When Joe finished telling the story, he performed the pipe ceremony. Joe lit the pipe and took a puff from the bowl, which as the tobacco burned appeared as a singular point of bright light in the midst of the soft lantern glow of the lodge. Joe turned the stem of the pipe to the east and offered a prayer, inviting the spirits to partake of the sacred tobacco. Joe then turned the stem back and turned his body to face the south. Again, he took a draw from the pipe and turned the stem to offer the pipe to the spirits of the southern door. This ceremony Joe repeated though each of the seven directions, first the four cardinal directions, then looking down toward our Mother Earth and then skyward acknowledging the vast universe, and finally high above to honor Gitchi Manitou, the Great Mystery.
As Joe addressed the spirits, he said that the New People, prophesied to come so long ago, were sitting in that very lodge as he spoke. Those of us sitting in the wigwam heard a profound message of Native American environmental ethics. The creation story showed human beings as a part of creation, rather than as an entity removed from its environment. We heard Joe tell us that we are brothers and sisters to wolves and that our Mother is Earth. Most importantly, we heard Joe tell us that we are the New People talked about in prophecy, and that the fate of the whole Earth now lay in our hands.

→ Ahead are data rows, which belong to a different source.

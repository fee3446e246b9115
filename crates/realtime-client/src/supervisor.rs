// Copyright (c) 2026 Roman Barinov <rbarinov@gmail.com>
// Licensed under the FSL-1.1-NC.

//! Connection lifecycle driver. All mutable state lives inside a single
//! spawned task; public methods and background callbacks (resolver results,
//! transport signals, retry timers) post events into one serialized stream,
//! so transitions are handled one at a time in arrival order. Every attempt
//! carries an epoch, and signals tagged with a superseded epoch are dropped —
//! a slow, abandoned attempt can never resurrect state the supervisor has
//! already moved past.

use crate::auth::{resolve_credentials, Credentials, SessionProvider};
use crate::backoff::BackoffPolicy;
use crate::config::{ConfigPatch, ConnectionConfig};
use crate::transport::{LinkEvent, Transport, TransportLink, WebSocketTransport};
use realtime_core::{
    ConnectionState, ConnectionStatus, Error, Frame, Result, Session, SessionStatus,
};
use serde_json::Value;
use std::sync::Arc;
use std::time::{Duration, SystemTime};
use tokio::sync::{mpsc, watch};
use tokio::task::JoinHandle;
use tracing::{debug, info, warn};

enum Command {
    Connect,
    Disconnect,
    Reconnect,
    Send { event: String, data: Value },
    UpdateConfig(ConfigPatch),
    SessionChanged(Session),
    Shutdown,
}

enum Event {
    Command(Command),
    Resolved {
        epoch: u64,
        result: Result<Credentials>,
    },
    Opened {
        epoch: u64,
        result: Result<TransportLink>,
    },
    LinkClosed {
        epoch: u64,
        server_initiated: bool,
        reason: String,
    },
    RetryElapsed {
        epoch: u64,
    },
}

/// Owner of one logical connection: resolves credentials, opens the
/// transport, classifies failures, and retries with capped exponential
/// backoff. Callers observe [`ConnectionState`]; nothing here throws across
/// the public surface.
pub struct ConnectionSupervisor {
    events: mpsc::UnboundedSender<Event>,
    state: watch::Receiver<ConnectionState>,
    driver: JoinHandle<()>,
}

impl ConnectionSupervisor {
    pub fn new(
        config: ConnectionConfig,
        provider: Arc<dyn SessionProvider>,
        transport: Arc<dyn Transport>,
    ) -> Self {
        let (event_tx, event_rx) = mpsc::unbounded_channel();
        let (state_tx, state_rx) = watch::channel(ConnectionState::default());

        let driver = Driver {
            backoff: BackoffPolicy::new(
                Duration::from_millis(config.retry.base_delay_ms),
                Duration::from_millis(config.retry.max_delay_ms),
            ),
            config,
            transport,
            provider,
            events: event_tx.clone(),
            state: state_tx,
            session: Session::loading(),
            epoch: 0,
            link: None,
            retry_timer: None,
        };

        Self {
            events: event_tx,
            state: state_rx,
            driver: tokio::spawn(driver.run(event_rx)),
        }
    }

    /// Supervisor over the default WebSocket transport.
    pub fn websocket(config: ConnectionConfig, provider: Arc<dyn SessionProvider>) -> Self {
        Self::new(config, provider, Arc::new(WebSocketTransport))
    }

    /// Starts the connection flow. No-op while already
    /// connecting/authenticating/connected.
    pub fn connect(&self) {
        self.command(Command::Connect);
    }

    /// Universal cancellation: tears down any attempt, timer, and live
    /// connection. Idempotent, always ends disconnected.
    pub fn disconnect(&self) {
        self.command(Command::Disconnect);
    }

    /// Forces an immediate re-attempt, bypassing any pending backoff wait.
    pub fn reconnect(&self) {
        self.command(Command::Reconnect);
    }

    /// Best-effort outbound send. Dropped with a warning unless the live
    /// transport reports itself open; never queued, never raises.
    pub fn send(&self, event: impl Into<String>, data: Value) {
        self.command(Command::Send {
            event: event.into(),
            data,
        });
    }

    /// Merges a partial config. Does not itself trigger reconnection.
    pub fn update_config(&self, patch: ConfigPatch) {
        self.command(Command::UpdateConfig(patch));
    }

    /// Called by the external session provider on every status change.
    pub fn notify_session_changed(&self, session: Session) {
        self.command(Command::SessionChanged(session));
    }

    /// Current snapshot of the connection lifecycle.
    pub fn state(&self) -> ConnectionState {
        self.state.borrow().clone()
    }

    /// Watch handle for state transitions.
    pub fn subscribe(&self) -> watch::Receiver<ConnectionState> {
        self.state.clone()
    }

    /// Disconnects and stops the driver task.
    pub fn shutdown(&self) {
        self.command(Command::Shutdown);
    }

    fn command(&self, command: Command) {
        if self.events.send(Event::Command(command)).is_err() {
            warn!("supervisor driver is gone, command dropped");
        }
    }
}

impl Drop for ConnectionSupervisor {
    fn drop(&mut self) {
        self.driver.abort();
    }
}

struct Driver {
    config: ConnectionConfig,
    backoff: BackoffPolicy,
    transport: Arc<dyn Transport>,
    provider: Arc<dyn SessionProvider>,
    events: mpsc::UnboundedSender<Event>,
    state: watch::Sender<ConnectionState>,
    session: Session,
    epoch: u64,
    link: Option<TransportLink>,
    retry_timer: Option<JoinHandle<()>>,
}
// Copyright (c) 2026 Roman Barinov <rbarinov@gmail.com>
// Licensed under the FSL-1.1-NC.

use async_trait::async_trait;
use futures::{SinkExt, StreamExt};
use realtime_client::{
    ConnectionConfig, LinkController, LinkEvent, SessionProvider, Transport, TransportLink,
};
use realtime_core::{classify_transport_error, ConnectionState, ConnectionStatus, Error, Session};
use std::collections::{HashMap, VecDeque};
use std::sync::atomic::{AtomicUsize, Ordering};
use std::sync::{Arc, Mutex, RwLock};
use std::time::Duration;
use tokio::net::TcpListener;
use tokio::sync::{mpsc, watch, Notify};
use tokio::task::JoinHandle;
use tokio_tungstenite::tungstenite::handshake::server::{Request, Response};
use tokio_tungstenite::tungstenite::protocol::frame::coding::CloseCode;
use tokio_tungstenite::tungstenite::protocol::CloseFrame;
use tokio_tungstenite::tungstenite::protocol::Message;
use uuid::Uuid;

pub fn init_tracing() {
    let _ = tracing_subscriber::fmt()
        .with_env_filter(
            tracing_subscriber::EnvFilter::try_from_default_env()
                .unwrap_or_else(|_| "realtime_client=debug".into()),
        )
        .try_init();
}

/// Config tuned for fast tests: tiny backoff, no heartbeat.
pub fn test_config() -> ConnectionConfig {
    let mut config = ConnectionConfig::new("ws://127.0.0.1:1/socket");
    config.endpoint.connect_timeout_ms = 2_000;
    config.endpoint.heartbeat_interval_ms = 0;
    config.retry.max_attempts = 5;
    config.retry.base_delay_ms = 10;
    config.retry.max_delay_ms = 40;
    config
}

pub async fn wait_for(
    state: &mut watch::Receiver<ConnectionState>,
    predicate: impl FnMut(&ConnectionState) -> bool,
) -> ConnectionState {
    tokio::time::timeout(Duration::from_secs(5), state.wait_for(predicate))
        .await
        .expect("timed out waiting for state")
        .expect("supervisor driver gone")
        .clone()
}

pub async fn wait_for_status(
    state: &mut watch::Receiver<ConnectionState>,
    status: ConnectionStatus,
) -> ConnectionState {
    wait_for(state, |s| s.status == status).await
}

// ── Session providers ───────────────────────────────────────────────────────

/// Provider returning whatever snapshot was last stored.
pub struct StaticSessions(RwLock<Session>);

impl StaticSessions {
    pub fn new(session: Session) -> Arc<Self> {
        Arc::new(Self(RwLock::new(session)))
    }

    pub fn set(&self, session: Session) {
        *self.0.write().unwrap() = session;
    }
}

#[async_trait]
impl SessionProvider for StaticSessions {
    async fn current_session(&self) -> Session {
        self.0.read().unwrap().clone()
    }
}

/// Provider that must never be consulted (widget-mode paths).
pub struct FailingSessions;

#[async_trait]
impl SessionProvider for FailingSessions {
    async fn current_session(&self) -> Session {
        panic!("session provider must not be consulted");
    }
}

// ── Scripted transport ──────────────────────────────────────────────────────

#[derive(Clone)]
pub enum OpenPlan {
    /// Open succeeds; the paired `LinkController` is handed to the test.
    Succeed,
    /// Open fails with this raw transport error.
    Fail(String),
    /// Open never completes (exercises the per-attempt timeout).
    Hang,
    /// Open blocks until `ScriptedTransport::gate` is released, then
    /// succeeds. Used to race attempts against disconnects.
    Gated,
}

pub struct ScriptedTransport {
    plan: Mutex<VecDeque<OpenPlan>>,
    fallback: OpenPlan,
    opens: AtomicUsize,
    controllers: mpsc::UnboundedSender<LinkController>,
    pub gate: Notify,
}

impl ScriptedTransport {
    pub fn new(fallback: OpenPlan) -> (Arc<Self>, mpsc::UnboundedReceiver<LinkController>) {
        let (tx, rx) = mpsc::unbounded_channel();
        let transport = Arc::new(Self {
            plan: Mutex::new(VecDeque::new()),
            fallback,
            opens: AtomicUsize::new(0),
            controllers: tx,
            gate: Notify::new(),
        });
        (transport, rx)
    }

    pub fn enqueue(&self, plan: OpenPlan) {
        self.plan.lock().unwrap().push_back(plan);
    }

    /// Total open attempts made so far.
    pub fn opens(&self) -> usize {
        self.opens.load(Ordering::SeqCst)
    }
}

#[async_trait]
impl Transport for ScriptedTransport {
    async fn open(
        &self,
        _config: &ConnectionConfig,
        _credentials: &realtime_client::Credentials,
    ) -> realtime_core::Result<TransportLink> {
        self.opens.fetch_add(1, Ordering::SeqCst);
        let plan = self
            .plan
            .lock()
            .unwrap()
            .pop_front()
            .unwrap_or_else(|| self.fallback.clone());

        match plan {
            OpenPlan::Succeed => {
                let (link, controller) = TransportLink::channel(Uuid::new_v4());
                let _ = self.controllers.send(controller);
                Ok(link)
            }
            OpenPlan::Fail(raw) => Err(Error::Transport(classify_transport_error(&raw))),
            OpenPlan::Hang => {
                std::future::pending::<realtime_core::Result<TransportLink>>().await
            }
            OpenPlan::Gated => {
                self.gate.notified().await;
                let (link, controller) = TransportLink::channel(Uuid::new_v4());
                let _ = self.controllers.send(controller);
                Ok(link)
            }
        }
    }
}

/// Terminates a scripted link the way a real transport would: the link stops
/// reporting open, then the close signal fires.
pub fn emit_close(controller: &LinkController, server_initiated: bool, reason: &str) {
    controller.open.store(false, Ordering::SeqCst);
    let _ = controller.events.send(LinkEvent::Closed {
        server_initiated,
        reason: reason.to_string(),
    });
}

// ── Real WebSocket server ───────────────────────────────────────────────────

pub struct WsTestServer {
    pub url: String,
    pub conns: mpsc::UnboundedReceiver<WsServerConn>,
    _accept_task: JoinHandle<()>,
}

pub struct WsServerConn {
    pub headers: HashMap<String, String>,
    /// Text frames received from the client.
    pub frames: mpsc::UnboundedReceiver<String>,
    close: mpsc::UnboundedSender<()>,
}

impl WsServerConn {
    /// Makes the server side perform an orderly close.
    pub fn close_from_server(&self) {
        let _ = self.close.send(());
    }
}

impl WsTestServer {
    pub async fn spawn() -> Self {
        let listener = TcpListener::bind("127.0.0.1:0").await.unwrap();
        let port = listener.local_addr().unwrap().port();
        let (conn_tx, conn_rx) = mpsc::unbounded_channel();

        let accept_task = tokio::spawn(async move {
            while let Ok((stream, _)) = listener.accept().await {
                let conn_tx = conn_tx.clone();
                tokio::spawn(async move {
                    let headers = Arc::new(Mutex::new(HashMap::new()));
                    let captured = headers.clone();
                    let callback = move |req: &Request, resp: Response| {
                        let mut headers = captured.lock().unwrap();
                        for (name, value) in req.headers() {
                            headers.insert(
                                name.as_str().to_string(),
                                value.to_str().unwrap_or("").to_string(),
                            );
                        }
                        Ok(resp)
                    };

                    let mut ws = match tokio_tungstenite::accept_hdr_async(stream, callback).await {
                        Ok(ws) => ws,
                        Err(_) => return,
                    };

                    let (frame_tx, frame_rx) = mpsc::unbounded_channel();
                    let (close_tx, mut close_rx) = mpsc::unbounded_channel();
                    let _ = conn_tx.send(WsServerConn {
                        headers: headers.lock().unwrap().clone(),
                        frames: frame_rx,
                        close: close_tx,
                    });

                    loop {
                        tokio::select! {
                            cmd = close_rx.recv() => {
                                if cmd.is_some() {
                                    let _ = ws
                                        .send(Message::Close(Some(CloseFrame {
                                            code: CloseCode::Normal,
                                            reason: "server going away".into(),
                                        })))
                                        .await;
                                    // let the close handshake finish
                                    while let Some(Ok(_)) = ws.next().await {}
                                }
                                break;
                            }
                            msg = ws.next() => match msg {
                                Some(Ok(Message::Text(text))) => {
                                    let _ = frame_tx.send(text);
                                }
                                Some(Ok(Message::Ping(payload))) => {
                                    let _ = ws.send(Message::Pong(payload)).await;
                                }
                                Some(Ok(Message::Close(_))) | Some(Err(_)) | None => break,
                                Some(Ok(_)) => {}
                            },
                        }
                    }
                });
            }
        });

        Self {
            url: format!("ws://127.0.0.1:{}/socket", port),
            conns: conn_rx,
            _accept_task: accept_task,
        }
    }

    pub async fn next_conn(&mut self) -> WsServerConn {
        tokio::time::timeout(Duration::from_secs(5), self.conns.recv())
            .await
            .expect("timed out waiting for server-side connection")
            .expect("server accept loop gone")
    }
}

That night I became Oshkii-Bimadisiig, one of the New People, and I understood that I had a responsibility to the generations unborn to care for our Mother Earth and to help create a sustainable future. I felt that Gitchi Manitou had spoken to me through Joe’s story, teaching me a new paradigm. I don’t know if everyone felt the same as I did that evening, but I do know that I saw many of those same people again and again at ceremonies and other events. And our circle is growing. The New People are coming together from all directions, and are represented by every race and ethnicity. We are raising a new consciousness in the world and are directing our energies toward bringing peace and sustainability to the earth. We are learning and living a way of life that strives for harmony and balance with the Earth.
After the pipe ceremony, we feasted and shared conversation. We always share food after a ceremony. It is a Thanksgiving for all that we have been given. A spirit dish was prepared and offered up outside so that we might share our feast with the spirits of the land and with all those who have gone on before us. It is a way of offering our respect and appreciation for the life we have been given. Every once in a while, the lodge door would open as someone would come in or go out, and a cold chill would remind us that the season was changing. Going outside was like entering another world. The sky was crystal clear and filled with millions of stars and if one listened intently, they could hear the gentle sounds of the lake lapping up on the shore, and still another sound more deeply ingrained: the sound of shared heartbeats.